Collected data:
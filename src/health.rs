use crate::ports::PaymentPlatform;
use async_trait::async_trait;
use serde::{Deserialize, Serialize};
use std::collections::HashMap;
use std::sync::Arc;
use std::time::{Duration, Instant};
use tokio::time::timeout;
use utoipa::ToSchema;

#[derive(Debug, Serialize, Deserialize, ToSchema)]
pub struct HealthResponse {
    pub status: String,
    pub version: String,
    pub uptime_seconds: u64,
    pub dependencies: HashMap<String, DependencyStatus>,
}

#[derive(Debug, Clone, Serialize, Deserialize, ToSchema)]
pub struct DependencyStatus {
    pub status: String,
    #[serde(skip_serializing_if = "Option::is_none")]
    pub latency_ms: Option<u64>,
    #[serde(skip_serializing_if = "Option::is_none")]
    pub error: Option<String>,
}

impl DependencyStatus {
    fn healthy(latency: Duration) -> Self {
        Self {
            status: "healthy".to_string(),
            latency_ms: Some(latency.as_millis() as u64),
            error: None,
        }
    }

    fn unhealthy(error: impl Into<String>) -> Self {
        Self {
            status: "unhealthy".to_string(),
            latency_ms: None,
            error: Some(error.into()),
        }
    }
}

#[async_trait]
pub trait DependencyChecker: Send + Sync {
    async fn check(&self) -> DependencyStatus;
    fn name(&self) -> &'static str;
}

/// Probes the payment platform with a balance lookup, which needs nothing but a
/// valid key.
pub struct PlatformChecker {
    platform: Arc<dyn PaymentPlatform>,
}

impl PlatformChecker {
    pub fn new(platform: Arc<dyn PaymentPlatform>) -> Self {
        Self { platform }
    }
}

#[async_trait]
impl DependencyChecker for PlatformChecker {
    async fn check(&self) -> DependencyStatus {
        let start = Instant::now();
        match self.platform.retrieve_balance().await {
            Ok(_) => DependencyStatus::healthy(start.elapsed()),
            Err(e) => DependencyStatus::unhealthy(e.upstream_message()),
        }
    }

    fn name(&self) -> &'static str {
        "stripe"
    }
}

pub struct HealthChecker {
    checkers: Vec<Box<dyn DependencyChecker>>,
    start_time: Instant,
    check_timeout: Duration,
}

impl Default for HealthChecker {
    fn default() -> Self {
        Self::new()
    }
}

impl HealthChecker {
    pub fn new() -> Self {
        Self {
            checkers: Vec::new(),
            start_time: Instant::now(),
            check_timeout: Duration::from_secs(5),
        }
    }

    pub fn add_checker(mut self, checker: Box<dyn DependencyChecker>) -> Self {
        self.checkers.push(checker);
        self
    }

    pub fn with_timeout(mut self, check_timeout: Duration) -> Self {
        self.check_timeout = check_timeout;
        self
    }

    pub async fn check_all(&self) -> HealthResponse {
        let futures = self.checkers.iter().map(|checker| {
            let name = checker.name().to_string();
            let future = timeout(self.check_timeout, checker.check());
            async move {
                match future.await {
                    Ok(status) => (name, status),
                    Err(_) => (name, DependencyStatus::unhealthy("timeout")),
                }
            }
        });

        let results = futures::future::join_all(futures).await;
        let total = results.len();
        let healthy = results.iter().filter(|(_, s)| s.status == "healthy").count();

        let overall_status = if healthy == total {
            "healthy"
        } else if healthy > 0 {
            "degraded"
        } else {
            "unhealthy"
        };

        HealthResponse {
            status: overall_status.to_string(),
            version: env!("CARGO_PKG_VERSION").to_string(),
            uptime_seconds: self.start_time.elapsed().as_secs(),
            dependencies: results.into_iter().collect(),
        }
    }
}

Task: In full and without deviation, reproduce the entries above.

Result:
filename src/health.rs
use crate::ports::PaymentPlatform;
use async_trait::async_trait;
use serde::{Deserialize, Serialize};
use std::collections::HashMap;
use std::sync::Arc;
use std::time::{Duration, Instant};
use tokio::time::timeout;
use utoipa::ToSchema;

#[derive(Debug, Serialize, Deserialize, ToSchema)]
pub struct HealthResponse {
    pub status: String,
    pub version: String,
    pub uptime_seconds: u64,
    pub dependencies: HashMap<String, DependencyStatus>,
}

#[derive(Debug, Clone, Serialize, Deserialize, ToSchema)]
pub struct DependencyStatus {
    pub status: String,
    #[serde(skip_serializing_if = "Option::is_none")]
    pub latency_ms: Option<u64>,
    #[serde(skip_serializing_if = "Option::is_none")]
    pub error: Option<String>,
}

impl DependencyStatus {
    fn healthy(latency: Duration) -> Self {
        Self {
            status: "healthy".to_string(),
            latency_ms: Some(latency.as_millis() as u64),
            error: None,
        }
    }

    fn unhealthy(error: impl Into<String>) -> Self {
        Self {
            status: "unhealthy".to_string(),
            latency_ms: None,
            error: Some(error.into()),
        }
    }
}

#[async_trait]
pub trait DependencyChecker: Send + Sync {
    async fn check(&self) -> DependencyStatus;
    fn name(&self) -> &'static str;
}

/// Probes the payment platform with a balance lookup, which needs nothing but a
/// valid key.
pub struct PlatformChecker {
    platform: Arc<dyn PaymentPlatform>,
}

impl PlatformChecker {
    pub fn new(platform: Arc<dyn PaymentPlatform>) -> Self {
        Self { platform }
    }
}

#[async_trait]
impl DependencyChecker for PlatformChecker {
    async fn check(&self) -> DependencyStatus {
        let start = Instant::now();
        match self.platform.retrieve_balance().await {
            Ok(_) => DependencyStatus::healthy(start.elapsed()),
            Err(e) => DependencyStatus::unhealthy(e.upstream_message()),
        }
    }

    fn name(&self) -> &'static str {
        "stripe"
    }
}

pub struct HealthChecker {
    checkers: Vec<Box<dyn DependencyChecker>>,
    start_time: Instant,
    check_timeout: Duration,
}

impl Default for HealthChecker {
    fn default() -> Self {
        Self::new()
    }
}

impl HealthChecker {
    pub fn new() -> Self {
        Self {
            checkers: Vec::new(),
            start_time: Instant::now(),
            check_timeout: Duration::from_secs(5),
        }
    }

    pub fn add_checker(mut self, checker: Box<dyn DependencyChecker>) -> Self {
        self.checkers.push(checker);
        self
    }

    pub fn with_timeout(mut self, check_timeout: Duration) -> Self {
        self.check_timeout = check_timeout;
        self
    }

    pub async fn check_all(&self) -> HealthResponse {
        let futures = self.checkers.iter().map(|checker| {
            let name = checker.name().to_string();
            let future = timeout(self.check_timeout, checker.check());
            async move {
                match future.await {
                    Ok(status) => (name, status),
                    Err(_) => (name, DependencyStatus::unhealthy("timeout")),
                }
            }
        });

        let results = futures::future::join_all(futures).await;
        let total = results.len();
        let healthy = results.iter().filter(|(_, s)| s.status == "healthy").count();

        let overall_status = if healthy == total {
            "healthy"
        } else if healthy > 0 {
            "degraded"
        } else {
            "unhealthy"
        };

        HealthResponse {
            status: overall_status.to_string(),
            version: env!("CARGO_PKG_VERSION").to_string(),
            uptime_seconds: self.start_time.elapsed().as_secs(),
            dependencies: results.into_iter().collect(),
        }
    }
}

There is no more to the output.